The two Bitcoin futures ETFs that launched last week are trading below their initial prices.

Filings for Bitcoin futures ETFs are proliferating following the launch of two such ETFs last week.

Valkyrie Investments, sponsor of the second Bitcoin futures to launch last week, on Tuesday filed for a leveraged Bitcoin futures ETF with the Securities and Exchange Commission. The ETF would deliver 1.25 times the reference price for Bitcoin.

The same day, Direxion, known for leveraged and inverse ETFs, filed for an ETF that would short Bitcoin futures, allowing investors to place a negative bet on the contract.

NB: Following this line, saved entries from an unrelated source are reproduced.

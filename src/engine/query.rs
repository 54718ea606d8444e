//! Read-only snapshot queries over the shared store.
//!
//! Each query takes the store lock once and returns owned data, so results
//! are internally consistent even while ingest continues.

use std::collections::{BTreeMap, HashSet};

use chrono::{DateTime, Utc};
use serde::Serialize;

use crate::analysis::SeriesStats;
use crate::engine::{Engine, EngineError};
use crate::store::VehicleProfile;
use crate::telemetry::{AnomalyRecord, VehicleState};

/// One row of the `vehicles` listing.
#[derive(Debug, Clone, PartialEq, Serialize)]
pub struct VehicleSummary {
    pub vehicle_id: u32,
    pub make_model: String,
    pub license_plate: String,
    pub state: VehicleState,
    pub last_seen: DateTime<Utc>,
    pub total_distance_km: f64,
    pub total_anomalies: u64,
}

/// Full analytics snapshot for one vehicle.
#[derive(Debug, Clone, PartialEq, Serialize)]
pub struct VehicleAnalytics {
    pub vehicle_id: u32,
    pub profile: VehicleProfile,
    /// State as observed at query time (liveness applied).
    pub state: VehicleState,
    pub window_len: usize,
    pub speed: SeriesStats,
    pub rpm: SeriesStats,
    pub temperature: SeriesStats,
    pub fuel: SeriesStats,
    pub acceleration: SeriesStats,
    pub severity_histogram: BTreeMap<u8, u64>,
    pub kind_histogram: BTreeMap<String, u64>,
    pub insights: Vec<String>,
}

/// Counters and resource figures for the `status` command.
#[derive(Debug, Clone, PartialEq, Serialize)]
pub struct SystemStatus {
    pub running: bool,
    pub paused: bool,
    pub total_readings_processed: u64,
    pub total_anomalies_detected: u64,
    pub dropped_readings: u64,
    pub active_vehicles: usize,
    pub geofence_count: usize,
    pub estimated_store_bytes: usize,
    pub process_memory_mb: f64,
}

/// Serialized snapshot written by `export_report`.
#[derive(Debug, Clone, Serialize)]
pub struct FleetReport {
    pub generated_at: DateTime<Utc>,
    pub status: SystemStatus,
    pub vehicles: Vec<VehicleReportEntry>,
}

#[derive(Debug, Clone, Serialize)]
pub struct VehicleReportEntry {
    pub vehicle_id: u32,
    pub make_model: String,
    pub license_plate: String,
    pub state: VehicleState,
    pub total_distance_km: f64,
    pub total_anomalies: u64,
    pub harsh_events_count: u64,
    pub max_speed_recorded: f64,
    pub avg_speed: f64,
}

impl Engine {
    /// All known vehicles with their query-time state, id-ordered.
    pub fn list_vehicles(&self) -> Result<Vec<VehicleSummary>, EngineError> {
        let store = self.read_store()?;
        let now = Utc::now();
        let offline = store.config().offline_timeout_secs;

        let mut summaries: Vec<VehicleSummary> = store
            .profiles
            .values()
            .map(|p| VehicleSummary {
                vehicle_id: p.vehicle_id,
                make_model: p.make_model.clone(),
                license_plate: p.license_plate.clone(),
                state: p.effective_state(now, offline),
                last_seen: p.last_seen,
                total_distance_km: p.total_distance_km,
                total_anomalies: p.total_anomalies,
            })
            .collect();
        summaries.sort_by_key(|s| s.vehicle_id);
        Ok(summaries)
    }

    /// Analytics snapshot for one vehicle, or `None` before any data has
    /// arrived for it.
    pub fn analytics(&self, vehicle_id: u32) -> Result<Option<VehicleAnalytics>, EngineError> {
        let store = self.read_store()?;

        let window_len = store.windows.get(&vehicle_id).map(|w| w.len()).unwrap_or(0);
        let Some(profile) = store.profiles.get(&vehicle_id) else {
            return Ok(None);
        };
        if window_len == 0 {
            return Ok(None);
        }

        let trends = store.trends.get(&vehicle_id);
        let speed = trends.map(|t| t.speed_stats()).unwrap_or_default();
        let rpm = trends.map(|t| t.rpm_stats()).unwrap_or_default();
        let temperature = trends.map(|t| t.temperature_stats()).unwrap_or_default();
        let fuel = trends.map(|t| t.fuel_stats()).unwrap_or_default();
        let acceleration = trends.map(|t| t.acceleration_stats()).unwrap_or_default();

        let mut severity_histogram = BTreeMap::new();
        let mut kind_histogram = BTreeMap::new();
        if let Some(anomalies) = store.anomalies.get(&vehicle_id) {
            for anomaly in anomalies {
                *severity_histogram.entry(anomaly.severity).or_insert(0u64) += 1;
                *kind_histogram
                    .entry(anomaly.kind.label().to_string())
                    .or_insert(0u64) += 1;
            }
        }

        let insights = build_insights(profile, &speed, &temperature);
        let state = profile.effective_state(Utc::now(), store.config().offline_timeout_secs);

        Ok(Some(VehicleAnalytics {
            vehicle_id,
            profile: profile.clone(),
            state,
            window_len,
            speed,
            rpm,
            temperature,
            fuel,
            acceleration,
            severity_histogram,
            kind_histogram,
            insights,
        }))
    }

    /// Most recent anomalies for a vehicle, newest first.
    pub fn anomalies(&self, vehicle_id: u32, limit: usize) -> Result<Vec<AnomalyRecord>, EngineError> {
        let store = self.read_store()?;
        let mut recent: Vec<AnomalyRecord> = store
            .anomalies
            .get(&vehicle_id)
            .map(|a| a.iter().rev().take(limit).cloned().collect())
            .unwrap_or_default();
        recent.sort_by(|a, b| b.timestamp.cmp(&a.timestamp));
        Ok(recent)
    }

    /// Drain the pending high-severity alert queue and resolve each entry
    /// to the vehicle's newest anomaly at that severity. Most severe
    /// first; duplicates collapse to one row.
    pub fn critical_alerts(&self) -> Result<Vec<AnomalyRecord>, EngineError> {
        let mut store = self.write_store()?;
        let pending = store.drain_alerts();

        let mut seen = HashSet::new();
        let mut alerts = Vec::new();
        for (severity, vehicle_id) in pending {
            if !seen.insert((severity, vehicle_id)) {
                continue;
            }
            let latest = store
                .anomalies
                .get(&vehicle_id)
                .and_then(|a| a.iter().rev().find(|x| x.severity == severity))
                .cloned();
            if let Some(anomaly) = latest {
                alerts.push(anomaly);
            }
        }
        Ok(alerts)
    }

    pub fn system_status(&self) -> Result<SystemStatus, EngineError> {
        let store = self.read_store()?;
        Ok(SystemStatus {
            running: self.is_running(),
            paused: self.is_paused(),
            total_readings_processed: store.total_readings_processed,
            total_anomalies_detected: store.total_anomalies_detected,
            dropped_readings: store.dropped_readings,
            active_vehicles: store.profiles.len(),
            geofence_count: store.geofences.len(),
            estimated_store_bytes: store.estimated_memory_bytes(),
            process_memory_mb: self.process_memory_mb(),
        })
    }

    pub(crate) fn fleet_report(&self) -> Result<FleetReport, EngineError> {
        let status = self.system_status()?;
        let store = self.read_store()?;
        let now = Utc::now();
        let offline = store.config().offline_timeout_secs;

        let mut vehicles: Vec<VehicleReportEntry> = store
            .profiles
            .values()
            .map(|p| VehicleReportEntry {
                vehicle_id: p.vehicle_id,
                make_model: p.make_model.clone(),
                license_plate: p.license_plate.clone(),
                state: p.effective_state(now, offline),
                total_distance_km: p.total_distance_km,
                total_anomalies: p.total_anomalies,
                harsh_events_count: p.harsh_events_count,
                max_speed_recorded: p.max_speed_recorded,
                avg_speed: p.avg_speed,
            })
            .collect();
        vehicles.sort_by_key(|v| v.vehicle_id);

        Ok(FleetReport {
            generated_at: Utc::now(),
            status,
            vehicles,
        })
    }
}

/// Trend-slope hints shown alongside the analytics tables.
fn build_insights(
    profile: &VehicleProfile,
    speed: &SeriesStats,
    temperature: &SeriesStats,
) -> Vec<String> {
    let mut insights = Vec::new();

    if speed.trend_slope > 0.1 {
        insights.push(format!(
            "Speed trend increasing (+{:.2} km/h per reading)",
            speed.trend_slope
        ));
    } else if speed.trend_slope < -0.1 {
        insights.push(format!(
            "Speed trend decreasing ({:.2} km/h per reading)",
            speed.trend_slope
        ));
    }

    if temperature.trend_slope > 0.05 {
        insights.push(format!(
            "Engine temperature rising (+{:.2} C per reading)",
            temperature.trend_slope
        ));
    }

    if profile.total_distance_km > profile.maintenance_interval_km * 0.9 {
        insights.push(format!(
            "Maintenance due soon ({:.0} km remaining)",
            profile.maintenance_interval_km - profile.total_distance_km
        ));
    }

    insights
}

Also in the recent mix: a filing by VanEck to trade a Bitcoin futures ETF that would have lower fees (65 basis points) than the two Bitcoin futures that launched last week — the ProShares Bitcoin Strategy ETF (BITO) and the Valkyrie Bitcoin Strategy ETF (BTF) — which charge 95 basis points. VanEck also has a pending application for an ETF based on actual Bitcoin.

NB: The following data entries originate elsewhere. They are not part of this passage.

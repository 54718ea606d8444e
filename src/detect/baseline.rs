//! Per-vehicle multivariate baseline ("ML score").
//!
//! The model is an online z-score profile over seven features derived from
//! consecutive sample pairs. Scoring returns the Euclidean norm of the
//! element-wise z-scores; an untrained model always scores 0.

use std::collections::VecDeque;

use chrono::{Datelike, Local, Timelike};

use crate::detect::DetectError;
use crate::telemetry::SensorReading;

pub const FEATURE_COUNT: usize = 7;

/// Guards the z-score division against zero-variance features.
const VARIANCE_EPSILON: f64 = 1e-6;

#[derive(Debug, Clone, Default)]
pub struct Baseline {
    means: [f64; FEATURE_COUNT],
    stds: [f64; FEATURE_COUNT],
    trained_samples: usize,
}

impl Baseline {
    pub fn new() -> Self {
        Self::default()
    }

    pub fn is_trained(&self) -> bool {
        self.trained_samples > 0
    }

    pub fn trained_samples(&self) -> usize {
        self.trained_samples
    }

    /// Recompute per-feature means and population standard deviations from
    /// the window's consecutive sample pairs.
    pub fn train(
        &mut self,
        window: &VecDeque<SensorReading>,
        min_samples: usize,
    ) -> Result<(), DetectError> {
        if window.len() < min_samples {
            return Err(DetectError::InsufficientBaseline {
                needed: min_samples,
                have: window.len(),
            });
        }

        let mut features = Vec::with_capacity(window.len() - 1);
        for i in 1..window.len() {
            features.push(feature_vector(Some(&window[i - 1]), &window[i]));
        }

        let count = features.len() as f64;
        let mut means = [0.0; FEATURE_COUNT];
        for fv in &features {
            for (m, v) in means.iter_mut().zip(fv.iter()) {
                *m += v;
            }
        }
        for m in &mut means {
            *m /= count;
        }

        let mut stds = [0.0; FEATURE_COUNT];
        for fv in &features {
            for ((s, v), m) in stds.iter_mut().zip(fv.iter()).zip(means.iter()) {
                *s += (v - m).powi(2);
            }
        }
        for s in &mut stds {
            *s = (*s / count).sqrt();
        }

        self.means = means;
        self.stds = stds;
        self.trained_samples = features.len();
        Ok(())
    }

    /// Normalized deviation of `current` from the trained profile. The fuel
    /// consumption feature is derived against `previous` when available.
    pub fn score(&self, previous: Option<&SensorReading>, current: &SensorReading) -> f64 {
        if !self.is_trained() {
            return 0.0;
        }

        let fv = feature_vector(previous, current);
        let mut distance = 0.0;
        for ((v, m), s) in fv.iter().zip(self.means.iter()).zip(self.stds.iter()) {
            let z = (v - m) / (s + VARIANCE_EPSILON);
            distance += z * z;
        }
        distance.sqrt()
    }
}

/// Build the seven-element feature vector for one sample.
fn feature_vector(previous: Option<&SensorReading>, current: &SensorReading) -> [f64; FEATURE_COUNT] {
    let fuel_rate = previous
        .map(|prev| {
            let dt = (current.timestamp - prev.timestamp).num_seconds();
            if dt > 0 {
                (prev.fuel_level_pct - current.fuel_level_pct) / dt as f64
            } else {
                0.0
            }
        })
        .unwrap_or(0.0);

    let local = current.timestamp.with_timezone(&Local);
    let time_of_day = local.hour() as f64 + local.minute() as f64 / 60.0;
    let day_of_week = local.weekday().num_days_from_sunday() as f64;

    [
        current.speed_kmph,
        current.rpm,
        current.engine_temp_c,
        current.acceleration_ms2,
        fuel_rate,
        time_of_day,
        day_of_week,
    ]
}

#[cfg(test)]
mod tests {
    use super::*;
    use chrono::{Duration, Utc};

    fn reading_at(offset_secs: i64, speed: f64, fuel: f64) -> SensorReading {
        SensorReading {
            timestamp: Utc::now() + Duration::seconds(offset_secs),
            vehicle_id: 1,
            speed_kmph: speed,
            rpm: 2200.0,
            engine_temp_c: 90.0,
            fuel_level_pct: fuel,
            throttle_pct: 25.0,
            engine_on: true,
            latitude: 40.0,
            longitude: -74.0,
            acceleration_ms2: 0.2,
            brake_pressure_bar: 0.0,
            oil_pressure_bar: 3.0,
            battery_voltage: 12.5,
            odometer_km: 100.0,
            abs_active: false,
            traction_control_active: false,
        }
    }

    fn steady_window(len: usize) -> VecDeque<SensorReading> {
        (0..len)
            .map(|i| reading_at(i as i64, 60.0 + (i % 3) as f64, 80.0 - i as f64 * 0.01))
            .collect()
    }

    #[test]
    fn test_untrained_scores_zero() {
        let baseline = Baseline::new();
        assert_eq!(baseline.score(None, &reading_at(0, 250.0, 10.0)), 0.0);
    }

    #[test]
    fn test_train_requires_min_samples() {
        let mut baseline = Baseline::new();
        let window = steady_window(49);
        let err = baseline.train(&window, 50).unwrap_err();
        assert!(matches!(
            err,
            DetectError::InsufficientBaseline { needed: 50, have: 49 }
        ));
        assert!(!baseline.is_trained());
    }

    #[test]
    fn test_deviant_sample_scores_higher() {
        let mut baseline = Baseline::new();
        let window = steady_window(100);
        baseline.train(&window, 50).unwrap();
        assert_eq!(baseline.trained_samples(), 99);

        let prev = window.back().cloned().unwrap();
        let typical = reading_at(100, 61.0, prev.fuel_level_pct);
        let wild = {
            let mut r = reading_at(100, 190.0, prev.fuel_level_pct);
            r.rpm = 7500.0;
            r.acceleration_ms2 = 5.0;
            r
        };

        let typical_score = baseline.score(Some(&prev), &typical);
        let wild_score = baseline.score(Some(&prev), &wild);
        assert!(wild_score > typical_score);
        assert!(typical_score >= 0.0);
    }

    #[test]
    fn test_nonpositive_dt_zeroes_fuel_rate() {
        let prev = reading_at(10, 60.0, 80.0);
        let cur = reading_at(10, 60.0, 40.0); // same timestamp
        let fv = feature_vector(Some(&prev), &cur);
        assert_eq!(fv[4], 0.0);
    }
}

Bitcoin futures filings are growing in number despite the recent drop in Bitcoin prices, which had rallied in anticipation of the Bitcoin futures ETF launches, and the decline in the prices of those ETFs, now trading below their initial launch prices even though the ProShares ETF amassed more than $1 billion in assets in its first two days.

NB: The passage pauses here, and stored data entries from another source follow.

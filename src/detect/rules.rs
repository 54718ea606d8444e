//! The anomaly rule set.
//!
//! Rules are independent: each is evaluated against the incoming reading
//! and may emit one anomaly; a single reading can produce several. The
//! per-sample baseline score is stamped onto every record the reading
//! produces, whether or not the rule itself consulted the baseline.

use std::collections::VecDeque;

use chrono::Duration;

use crate::config::EngineConfig;
use crate::store::VehicleProfile;
use crate::telemetry::{AnomalyKind, AnomalyRecord, Geofence, SensorReading};

/// Number of trailing window samples inspected by the fuel-leak rule.
const FUEL_LEAK_SPAN: usize = 10;

/// Read-only inputs the classifier needs besides the reading itself.
pub struct RuleContext<'a> {
    pub window: &'a VecDeque<SensorReading>,
    pub profile: Option<&'a VehicleProfile>,
    pub geofences: &'a [Geofence],
    /// Baseline deviation score computed once for this reading.
    pub ml_score: f64,
}

/// Evaluate every rule against `reading`, in fixed order, without
/// short-circuiting. Profile-dependent rules are skipped for vehicles
/// without a profile.
pub fn classify(
    reading: &SensorReading,
    ctx: &RuleContext<'_>,
    config: &EngineConfig,
) -> Vec<AnomalyRecord> {
    let t = &config.thresholds;
    let mut anomalies = Vec::new();

    let mut emit = |sensor: &str,
                    value: f64,
                    kind: AnomalyKind,
                    description: &str,
                    severity: u8,
                    location: Option<String>| {
        anomalies.push(AnomalyRecord::new(
            reading.timestamp,
            reading.vehicle_id,
            sensor,
            value,
            kind,
            description,
            severity,
            location,
            ctx.ml_score,
        ));
    };

    // Speed range
    if reading.speed_kmph > t.speed_max_kmph || reading.speed_kmph < t.speed_min_kmph {
        emit(
            "speed",
            reading.speed_kmph,
            AnomalyKind::SpeedRange,
            "Speed outside safe range",
            4,
            None,
        );
    }

    // RPM range, including the moving-with-dead-rpm case
    if reading.rpm > t.rpm_max
        || (reading.rpm < t.rpm_stall
            && reading.engine_on
            && reading.speed_kmph > t.stall_speed_kmph)
    {
        emit(
            "rpm",
            reading.rpm,
            AnomalyKind::RpmRange,
            "RPM outside normal range",
            3,
            None,
        );
    }

    // Engine temperature ceiling
    if reading.engine_temp_c > t.temp_max_c {
        emit(
            "temperature",
            reading.engine_temp_c,
            AnomalyKind::TempRange,
            "Engine overheating detected",
            5,
            None,
        );
    }

    // Harsh acceleration and braking
    if reading.acceleration_ms2 > t.harsh_accel_ms2 {
        emit(
            "acceleration",
            reading.acceleration_ms2,
            AnomalyKind::HarshAccel,
            "Harsh acceleration detected",
            3,
            None,
        );
    } else if reading.acceleration_ms2 < -t.harsh_accel_ms2 {
        emit(
            "acceleration",
            reading.acceleration_ms2,
            AnomalyKind::HarshBrake,
            "Harsh braking detected",
            3,
            None,
        );
    }

    // Oil pressure while running
    if reading.oil_pressure_bar < t.oil_pressure_min_bar && reading.engine_on {
        emit(
            "oil_pressure",
            reading.oil_pressure_bar,
            AnomalyKind::SensorFail,
            "Critically low oil pressure",
            5,
            None,
        );
    }

    // Battery voltage window
    if reading.battery_voltage < t.battery_min_v || reading.battery_voltage > t.battery_max_v {
        emit(
            "battery",
            reading.battery_voltage,
            AnomalyKind::SensorFail,
            "Battery voltage abnormal",
            3,
            None,
        );
    }

    // Sustained fuel drop over the recent window
    if ctx.window.len() >= FUEL_LEAK_SPAN {
        let rate = fuel_drop_rate(ctx.window);
        if rate > t.fuel_drop_pct_per_min {
            emit(
                "fuel",
                rate,
                AnomalyKind::FuelLeak,
                "Potential fuel leak detected",
                4,
                None,
            );
        }
    }

    // Baseline deviation
    if ctx.ml_score > t.ml_score {
        emit(
            "ml_pattern",
            ctx.ml_score,
            AnomalyKind::Erratic,
            "Unusual behavior pattern detected",
            3,
            None,
        );
    }

    // Restricted geofences
    for fence in ctx.geofences {
        if fence.restricted && fence.contains(reading.latitude, reading.longitude) {
            let description = format!("Vehicle entered restricted area: {}", fence.name);
            emit(
                "location",
                0.0,
                AnomalyKind::Geofence,
                &description,
                4,
                Some(fence.name.clone()),
            );
        }
    }

    // Maintenance due, by distance or elapsed time
    if let Some(profile) = ctx.profile {
        let overdue_km = profile.total_distance_km > profile.maintenance_interval_km;
        let overdue_time = reading.timestamp - profile.last_maintenance
            > Duration::days(config.maintenance_interval_days);
        if overdue_km || overdue_time {
            emit(
                "maintenance",
                profile.total_distance_km,
                AnomalyKind::Maintenance,
                "Scheduled maintenance due",
                2,
                None,
            );
        }
    }

    anomalies
}

/// Fuel percentage lost per whole minute across the last ten window
/// samples. Returns 0 when the samples span less than a minute.
pub fn fuel_drop_rate(window: &VecDeque<SensorReading>) -> f64 {
    if window.len() < FUEL_LEAK_SPAN {
        return 0.0;
    }

    let oldest = &window[window.len() - FUEL_LEAK_SPAN];
    let newest = &window[window.len() - 1];

    let minutes = (newest.timestamp - oldest.timestamp).num_minutes();
    if minutes <= 0 {
        return 0.0;
    }

    (oldest.fuel_level_pct - newest.fuel_level_pct) / minutes as f64
}

#[cfg(test)]
mod tests {
    use super::*;
    use chrono::{Duration, Utc};

    fn quiet_reading() -> SensorReading {
        SensorReading {
            timestamp: Utc::now(),
            vehicle_id: 7,
            speed_kmph: 60.0,
            rpm: 2500.0,
            engine_temp_c: 90.0,
            fuel_level_pct: 70.0,
            throttle_pct: 25.0,
            engine_on: true,
            latitude: 10.0,
            longitude: 10.0,
            acceleration_ms2: 0.0,
            brake_pressure_bar: 0.0,
            oil_pressure_bar: 3.0,
            battery_voltage: 12.5,
            odometer_km: 100.0,
            abs_active: false,
            traction_control_active: false,
        }
    }

    fn classify_alone(reading: &SensorReading) -> Vec<AnomalyRecord> {
        let window = VecDeque::new();
        let ctx = RuleContext {
            window: &window,
            profile: None,
            geofences: &[],
            ml_score: 0.0,
        };
        classify(reading, &ctx, &EngineConfig::default())
    }

    #[test]
    fn test_quiet_reading_is_clean() {
        assert!(classify_alone(&quiet_reading()).is_empty());
    }

    #[test]
    fn test_speed_threshold_is_strict() {
        let mut r = quiet_reading();
        r.speed_kmph = 200.0;
        assert!(classify_alone(&r).is_empty());

        r.speed_kmph = 200.01;
        let found = classify_alone(&r);
        assert_eq!(found.len(), 1);
        assert_eq!(found[0].kind, AnomalyKind::SpeedRange);
        assert_eq!(found[0].severity, 4);

        r.speed_kmph = -6.0;
        assert_eq!(classify_alone(&r)[0].kind, AnomalyKind::SpeedRange);
    }

    #[test]
    fn test_temp_threshold_is_strict() {
        let mut r = quiet_reading();
        r.engine_temp_c = 110.0;
        assert!(classify_alone(&r).is_empty());

        r.engine_temp_c = 110.01;
        let found = classify_alone(&r);
        assert_eq!(found.len(), 1);
        assert_eq!(found[0].kind, AnomalyKind::TempRange);
        assert_eq!(found[0].severity, 5);
    }

    #[test]
    fn test_rpm_stall_requires_motion_and_ignition() {
        let mut r = quiet_reading();
        r.rpm = 300.0;
        r.speed_kmph = 50.0;
        assert_eq!(classify_alone(&r)[0].kind, AnomalyKind::RpmRange);

        // Same rpm while parked is not anomalous.
        r.speed_kmph = 5.0;
        assert!(classify_alone(&r).is_empty());

        // Nor with the engine off.
        r.speed_kmph = 50.0;
        r.engine_on = false;
        assert!(classify_alone(&r).is_empty());
    }

    #[test]
    fn test_harsh_accel_and_brake_split_on_sign() {
        let mut r = quiet_reading();
        r.acceleration_ms2 = 13.9;
        let found = classify_alone(&r);
        assert_eq!(found[0].kind, AnomalyKind::HarshAccel);
        assert_eq!(found[0].severity, 3);

        r.acceleration_ms2 = -8.0;
        assert_eq!(classify_alone(&r)[0].kind, AnomalyKind::HarshBrake);
    }

    #[test]
    fn test_oil_pressure_only_matters_running() {
        let mut r = quiet_reading();
        r.oil_pressure_bar = 0.5;
        let found = classify_alone(&r);
        assert_eq!(found[0].kind, AnomalyKind::SensorFail);
        assert_eq!(found[0].severity, 5);

        r.engine_on = false;
        r.rpm = 0.0;
        r.speed_kmph = 0.0;
        assert!(classify_alone(&r).is_empty());
    }

    #[test]
    fn test_battery_window() {
        let mut r = quiet_reading();
        r.battery_voltage = 10.5;
        assert_eq!(classify_alone(&r)[0].sensor, "battery");
        r.battery_voltage = 15.5;
        assert_eq!(classify_alone(&r)[0].sensor, "battery");
    }

    #[test]
    fn test_fuel_leak_needs_rate_and_span() {
        // Ten samples over two minutes, fuel 80 -> 60: 10 percent per minute.
        let start = Utc::now() - Duration::seconds(200);
        let window: VecDeque<SensorReading> = (0..10)
            .map(|i| {
                let mut r = quiet_reading();
                r.timestamp = start + Duration::seconds(i * 14);
                r.fuel_level_pct = 80.0 - i as f64 * (20.0 / 9.0);
                r
            })
            .collect();

        assert!((fuel_drop_rate(&window) - 10.0).abs() < 0.01);

        let current = window.back().cloned().unwrap();
        let ctx = RuleContext {
            window: &window,
            profile: None,
            geofences: &[],
            ml_score: 0.0,
        };
        let found = classify(&current, &ctx, &EngineConfig::default());
        assert!(found.iter().any(|a| a.kind == AnomalyKind::FuelLeak && a.severity == 4));
    }

    #[test]
    fn test_fuel_drop_rate_zero_for_instant_window() {
        let now = Utc::now();
        let window: VecDeque<SensorReading> = (0..10)
            .map(|i| {
                let mut r = quiet_reading();
                r.timestamp = now;
                r.fuel_level_pct = 80.0 - i as f64 * 5.0;
                r
            })
            .collect();
        assert_eq!(fuel_drop_rate(&window), 0.0);
    }

    #[test]
    fn test_ml_score_fires_erratic_and_stamps_all() {
        let mut r = quiet_reading();
        r.speed_kmph = 210.0; // also trips the speed range rule
        let window = VecDeque::new();
        let ctx = RuleContext {
            window: &window,
            profile: None,
            geofences: &[],
            ml_score: 3.5,
        };
        let found = classify(&r, &ctx, &EngineConfig::default());
        assert!(found.iter().any(|a| a.kind == AnomalyKind::Erratic));
        // The one score is stamped on every record from this reading.
        assert!(found.iter().all(|a| (a.ml_score - 3.5).abs() < 1e-12));
    }

    #[test]
    fn test_restricted_geofence_carries_location() {
        let fences = vec![
            Geofence::new("Downtown Area", 40.7128, -74.006, 5.0, false),
            Geofence::new("School Zone", 40.7589, -73.9851, 1.0, true),
        ];
        let mut r = quiet_reading();
        r.latitude = 40.759;
        r.longitude = -73.9852;

        let window = VecDeque::new();
        let ctx = RuleContext {
            window: &window,
            profile: None,
            geofences: &fences,
            ml_score: 0.0,
        };
        let found = classify(&r, &ctx, &EngineConfig::default());
        assert_eq!(found.len(), 1);
        assert_eq!(found[0].kind, AnomalyKind::Geofence);
        assert_eq!(found[0].location.as_deref(), Some("School Zone"));
        assert_eq!(found[0].severity, 4);
    }

    #[test]
    fn test_maintenance_by_distance_and_by_age() {
        let config = EngineConfig::default();
        let mut profile = VehicleProfile::new(7, "Nissan Altima", "STU-901", 10_000.0);
        let r = quiet_reading();
        let window = VecDeque::new();

        profile.total_distance_km = 10_001.0;
        let ctx = RuleContext {
            window: &window,
            profile: Some(&profile),
            geofences: &[],
            ml_score: 0.0,
        };
        let found = classify(&r, &ctx, &config);
        assert_eq!(found.len(), 1);
        assert_eq!(found[0].kind, AnomalyKind::Maintenance);
        assert_eq!(found[0].severity, 2);

        profile.total_distance_km = 100.0;
        profile.last_maintenance = Utc::now() - Duration::days(91);
        let ctx = RuleContext {
            window: &window,
            profile: Some(&profile),
            geofences: &[],
            ml_score: 0.0,
        };
        assert_eq!(classify(&r, &ctx, &config).len(), 1);

        // No profile: rule is skipped entirely.
        let ctx = RuleContext {
            window: &window,
            profile: None,
            geofences: &[],
            ml_score: 0.0,
        };
        assert!(classify(&r, &ctx, &config).is_empty());
    }

    #[test]
    fn test_classification_is_deterministic() {
        let mut r = quiet_reading();
        r.speed_kmph = 210.0;
        r.battery_voltage = 10.0;
        let a = classify_alone(&r);
        let b = classify_alone(&r);
        let kinds_a: Vec<_> = a.iter().map(|x| (x.kind, x.severity, x.value.to_bits())).collect();
        let kinds_b: Vec<_> = b.iter().map(|x| (x.kind, x.severity, x.value.to_bits())).collect();
        assert_eq!(kinds_a, kinds_b);
    }

    #[test]
    fn test_multiple_rules_fire_together() {
        let mut r = quiet_reading();
        r.speed_kmph = 210.0;
        r.engine_temp_c = 115.0;
        r.acceleration_ms2 = 7.0;
        let found = classify_alone(&r);
        let kinds: Vec<_> = found.iter().map(|a| a.kind).collect();
        assert!(kinds.contains(&AnomalyKind::SpeedRange));
        assert!(kinds.contains(&AnomalyKind::TempRange));
        assert!(kinds.contains(&AnomalyKind::HarshAccel));
        assert_eq!(found.len(), 3);
    }
}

Ben Johnson, director of global exchange-traded fund research at Morningstar, writes in a recent report that Bitcoin futures ETFs “are a bad deal for investors” and “a lousy option for long-term exposure to Bitcoin.”

Bitcoin futures don’t invest directly in Bitcoin and at current prices will cost investors who want to stick with the investment.

Since Bitcoin futures contracts expire monthly and the forward months of the contracts cost more than the current month — a pattern that has prevailed for several years — those investors will lose money when they roll over from the front-month contract to a later month.

“The costs of regularly rolling into higher-priced contracts will compound over the long term,” Johnson writes.

Another complication of the new Bitcoin futures contact is the limit the CME has on the number of front-month futures contracts any one entity can own. The CME Group has announced it will increase that limit to from 2,000 to 4,000 contracts as the November contract moves into the front month.

But there remains the possibility that Bitcoin futures ETFs may have to stop issuing new shares in order to comply with CME limits. If that happened, the contracts “could come unmoored from the value of their assets,” Johnson writes. He concludes that Bitcoin futures are best left to professional traders.